Specific signals at the 3′ end of the DHFR gene define one boundary of the downstream origin of replication

The Chinese hamster dihydrofolate reductase (DHFR) origin of replication consists of a 55-kb zone of potential initiation sites lying between the convergently transcribed DHFR and 2BE2121 genes. Two subregions within this zone (ori-beta/ori-beta' and ori-gamma) are preferred. In the DHFR-deficient variant, DR8, which has deleted a 14-kb sequence straddling the 3' end of the DHFR gene, early-firing origin activity in the downstream ori-beta/ori-beta' and ori-gamma regions is completely suppressed.

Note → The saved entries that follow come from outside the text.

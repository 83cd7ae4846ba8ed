//! Front-page hero arrangement.

use super::models::DisplayPost;

/// Categories featured in the hero, in display order.
pub const HERO_CATEGORIES: [&str; 6] = [
    "Politics",
    "Business",
    "Technology",
    "Health",
    "Sports",
    "Entertainment",
];

const PER_CATEGORY: usize = 2;
const MAX_HERO_ARTICLES: usize = 9;
const SIDE_ARTICLES: usize = 3;

/// Main story, a side column and a bottom row.
#[derive(Debug, Clone, PartialEq, Eq)]
pub struct HeroLayout {
    pub main: DisplayPost,
    pub side: Vec<DisplayPost>,
    pub bottom: Vec<DisplayPost>,
}

impl HeroLayout {
    /// Take up to two articles per hero category (case-insensitive match),
    /// in category order, capped at nine.
    ///
    /// Returns `None` if no article belongs to a hero category.
    #[must_use]
    pub fn arrange(articles: &[DisplayPost]) -> Option<Self> {
        let mut picked: Vec<DisplayPost> = HERO_CATEGORIES
            .iter()
            .flat_map(|category| {
                articles
                    .iter()
                    .filter(move |a| a.category.eq_ignore_ascii_case(category))
                    .take(PER_CATEGORY)
            })
            .take(MAX_HERO_ARTICLES)
            .cloned()
            .collect();

        if picked.is_empty() {
            return None;
        }

        let main = picked.remove(0);
        let split = SIDE_ARTICLES.min(picked.len());
        let bottom = picked.split_off(split);

        Some(Self {
            main,
            side: picked,
            bottom,
        })
    }
}

#[cfg(test)]
mod tests {
    use super::*;

    fn article(id: u64, category: &str) -> DisplayPost {
        DisplayPost {
            id,
            category: category.to_string(),
            ..DisplayPost::default()
        }
    }

    fn ids(posts: &[DisplayPost]) -> Vec<u64> {
        posts.iter().map(|p| p.id).collect()
    }

    #[test]
    fn test_arrange_orders_by_category() {
        let articles = vec![
            article(1, "Sports"),
            article(2, "business"),
            article(3, "Politics"),
            article(4, "Politics"),
            article(5, "Politics"),
            article(6, "Weather"),
        ];

        let hero = HeroLayout::arrange(&articles).unwrap();
        assert_eq!(hero.main.id, 3);
        assert_eq!(ids(&hero.side), vec![4, 2, 1]);
        assert!(hero.bottom.is_empty());
    }

    #[test]
    fn test_arrange_caps_at_nine() {
        let articles: Vec<DisplayPost> = HERO_CATEGORIES
            .iter()
            .enumerate()
            .flat_map(|(i, c)| (0..3).map(move |j| article((i * 10 + j) as u64, c)))
            .collect();

        let hero = HeroLayout::arrange(&articles).unwrap();
        assert_eq!(hero.side.len(), 3);
        assert_eq!(hero.bottom.len(), 5);
        assert_eq!(hero.main.id, 0);
        assert_eq!(ids(&hero.side), vec![1, 10, 11]);
    }

    #[test]
    fn test_arrange_without_matches() {
        assert!(HeroLayout::arrange(&[article(1, "Weather")]).is_none());
        assert!(HeroLayout::arrange(&[]).is_none());
    }
}
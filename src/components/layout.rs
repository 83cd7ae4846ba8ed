//! Base layout components for the web UI.
//!
//! This module provides the main page layout structure including
//! the HTML skeleton, navigation, and footer.

use maud::{html, Markup, PreEscaped, DOCTYPE};

use super::metadata::{OpenGraphMetadata, SITE_NAME};
use crate::auth::SessionUser;
use crate::content::Section;

/// Critical theme initialization script that runs in <head> to prevent flash of wrong theme.
/// Must be inline (not external) to execute before body renders.
const THEME_INIT_SCRIPT: &str = r#"(function() {
    var theme = localStorage.getItem('theme');
    if (theme) {
        document.documentElement.setAttribute('data-theme', theme);
    } else if (window.matchMedia('(prefers-color-scheme: dark)').matches) {
        document.documentElement.setAttribute('data-theme', 'dark');
    }
})();"#;

/// Sections linked from the main navigation.
const NAV_SECTIONS: [Section; 6] = [
    Section::DailyMaple,
    Section::MapleTravel,
    Section::MapleVoices,
    Section::ExploreCanada,
    Section::BookNook,
    Section::Lifestyle,
];

/// Base page layout builder.
///
/// The user is passed explicitly so the navigation always reflects the
/// sign-in state: `None` for anonymous visitors.
///
/// # Example
///
/// ```ignore
/// use maud::html;
/// use crate::components::layout::BaseLayout;
///
/// let content = html! { h1 { "Hello World" } };
/// let page = BaseLayout::new("My Page", session.as_ref().map(|s| &s.user))
///     .render(content);
/// ```
#[derive(Debug, Clone)]
pub struct BaseLayout<'a> {
    title: &'a str,
    user: Option<&'a SessionUser>,
    og_metadata: Option<OpenGraphMetadata>,
    csrf_token: Option<&'a str>,
}

impl<'a> BaseLayout<'a> {
    #[must_use]
    pub fn new(title: &'a str, user: Option<&'a SessionUser>) -> Self {
        Self {
            title,
            user,
            og_metadata: None,
            csrf_token: None,
        }
    }

    /// Set the Open Graph metadata for social media previews.
    #[must_use]
    pub fn with_og_metadata(mut self, metadata: OpenGraphMetadata) -> Self {
        self.og_metadata = Some(metadata);
        self
    }

    /// CSRF token for the sign-out form in the navigation.
    #[must_use]
    pub fn with_csrf_token(mut self, token: &'a str) -> Self {
        self.csrf_token = Some(token);
        self
    }

    /// Render the complete HTML page with the given content.
    ///
    /// The content will be placed inside the `<main class="container">` element.
    #[must_use]
    pub fn render(self, content: Markup) -> Markup {
        html! {
            (DOCTYPE)
            html lang="en" data-theme="light" {
                head {
                    meta charset="UTF-8";
                    meta name="viewport" content="width=device-width, initial-scale=1.0";
                    meta name="color-scheme" content="light dark";
                    title { (self.title) " - " (SITE_NAME) }

                    @if let Some(ref og) = self.og_metadata {
                        (og.render())
                    }

                    link rel="stylesheet" href="/static/css/style.css";
                    script { (PreEscaped(THEME_INIT_SCRIPT)) }
                }
                body {
                    (self.render_header())
                    main class="container" {
                        (content)
                    }
                    (Self::render_footer())
                    script src="/static/js/theme.js" {}
                }
            }
        }
    }

    fn render_header(&self) -> Markup {
        html! {
            header class="container" {
                nav {
                    ul {
                        li {
                            a href="/" {
                                strong class="site-logo" { (SITE_NAME) }
                            }
                        }
                    }
                    ul {
                        li { a href="/" { "Home" } }
                        @for section in NAV_SECTIONS {
                            li { a href=(format!("/section/{}", section.slug())) { (section.title()) } }
                        }
                        (self.render_auth_nav())
                        li {
                            button
                                id="theme-toggle"
                                class="theme-toggle"
                                title="Toggle dark mode"
                                aria-label="Toggle dark mode" { "🌓" }
                        }
                    }
                }
            }
        }
    }

    fn render_auth_nav(&self) -> Markup {
        match self.user {
            Some(user) => html! {
                li { a href="/dashboard" { "Dashboard" } }
                li {
                    form action="/auth/signout" method="post" class="inline-form" {
                        @if let Some(token) = self.csrf_token {
                            input type="hidden" name="csrf_token" value=(token);
                        }
                        button type="submit" class="link-button" title=(format!("Signed in as {}", user.name)) {
                            "Sign out"
                        }
                    }
                }
            },
            None => html! {
                li { a href="/auth/signin" { "Sign in" } }
            },
        }
    }

    fn render_footer() -> Markup {
        html! {
            footer class="container" {
                small {
                    (SITE_NAME) " | "
                    a href="/section/latest-headlines" { "Latest" }
                    " | "
                    a href="/section/editors-picks" { "Editor's Picks" }
                    " | "
                    a href="/section/resources" { "Resources" }
                    " | "
                    a href="/section/events" { "Events" }
                }
            }
        }
    }
}

#[cfg(test)]
mod tests {
    use super::*;

    fn test_user() -> SessionUser {
        SessionUser {
            id: 1,
            name: "Test Author".to_string(),
            slug: "tester".to_string(),
            roles: vec!["author".to_string()],
        }
    }

    #[test]
    fn test_base_layout_basic_structure() {
        let content = html! { h1 { "Test Content" } };
        let html = BaseLayout::new("Test Page", None).render(content).into_string();

        assert!(html.starts_with("<!DOCTYPE html>"));
        assert!(html.contains(r#"<html lang="en" data-theme="light">"#));
        assert!(html.contains("<title>Test Page - Maple Epoch</title>"));
        assert!(html.contains(r#"<link rel="stylesheet" href="/static/css/style.css">"#));
        assert!(html.contains("<h1>Test Content</h1>"));
        assert!(html.contains(r#"<main class="container">"#));
        assert!(html.contains("localStorage.getItem('theme')"));
    }

    #[test]
    fn test_base_layout_navigation() {
        let html = BaseLayout::new("Nav Test", None)
            .render(html! {})
            .into_string();

        assert!(html.contains(r#"<a href="/">Home</a>"#));
        assert!(html.contains(r#"<a href="/section/daily-maple">The Daily Maple</a>"#));
        assert!(html.contains(r#"<a href="/section/booknook">BookNook</a>"#));
    }

    #[test]
    fn test_base_layout_anonymous_user() {
        let html = BaseLayout::new("Anonymous", None)
            .render(html! {})
            .into_string();

        assert!(html.contains(r#"<a href="/auth/signin">Sign in</a>"#));
        assert!(!html.contains(r#"href="/dashboard""#));
        assert!(!html.contains("/auth/signout"));
    }

    #[test]
    fn test_base_layout_signed_in_user() {
        let user = test_user();
        let html = BaseLayout::new("Signed in", Some(&user))
            .with_csrf_token("tok")
            .render(html! {})
            .into_string();

        assert!(html.contains(r#"<a href="/dashboard">Dashboard</a>"#));
        assert!(html.contains(r#"action="/auth/signout""#));
        assert!(html.contains(r#"name="csrf_token" value="tok""#));
        assert!(html.contains("Signed in as Test Author"));
        assert!(!html.contains(r#"href="/auth/signin""#));
    }

    #[test]
    fn test_base_layout_with_og_metadata() {
        let html = BaseLayout::new("OG", None)
            .with_og_metadata(OpenGraphMetadata::new("OG Title", "Desc", "/x"))
            .render(html! {})
            .into_string();
        assert!(html.contains(r#"property="og:title" content="OG Title""#));
    }
}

We show that the critical deleted sequences reside within a 168-bp segment encompassing the intron 5/exon 6 boundary, exon 6, 54 bp of the 3' untranslated region (UTR), but not the three natural polyA sites. In wild-type cells, this sequence efficiently arrests transcription in a region a few kilobases downstream, which coincides with the 5' boundary of the replication initiation zone. In DR8, DHFR-specific transcripts efficiently use an alternative sixth exon (6c) and polyA signals near the middle of the former intergenic region to process primary transcripts. However, transcription proceeds to a position almost 35 kb downstream from these signals, and replication initiation can only be detected beyond this point. When the wild-type 168-bp 3' element is inserted into DR8 at the same position as alternative exon 6c, transcription is arrested efficiently and initiations occur almost immediately downstream. Thus, the normal 3' end of the DHFR gene constitutes a boundary element not only for the gene but also for the local origin of replication.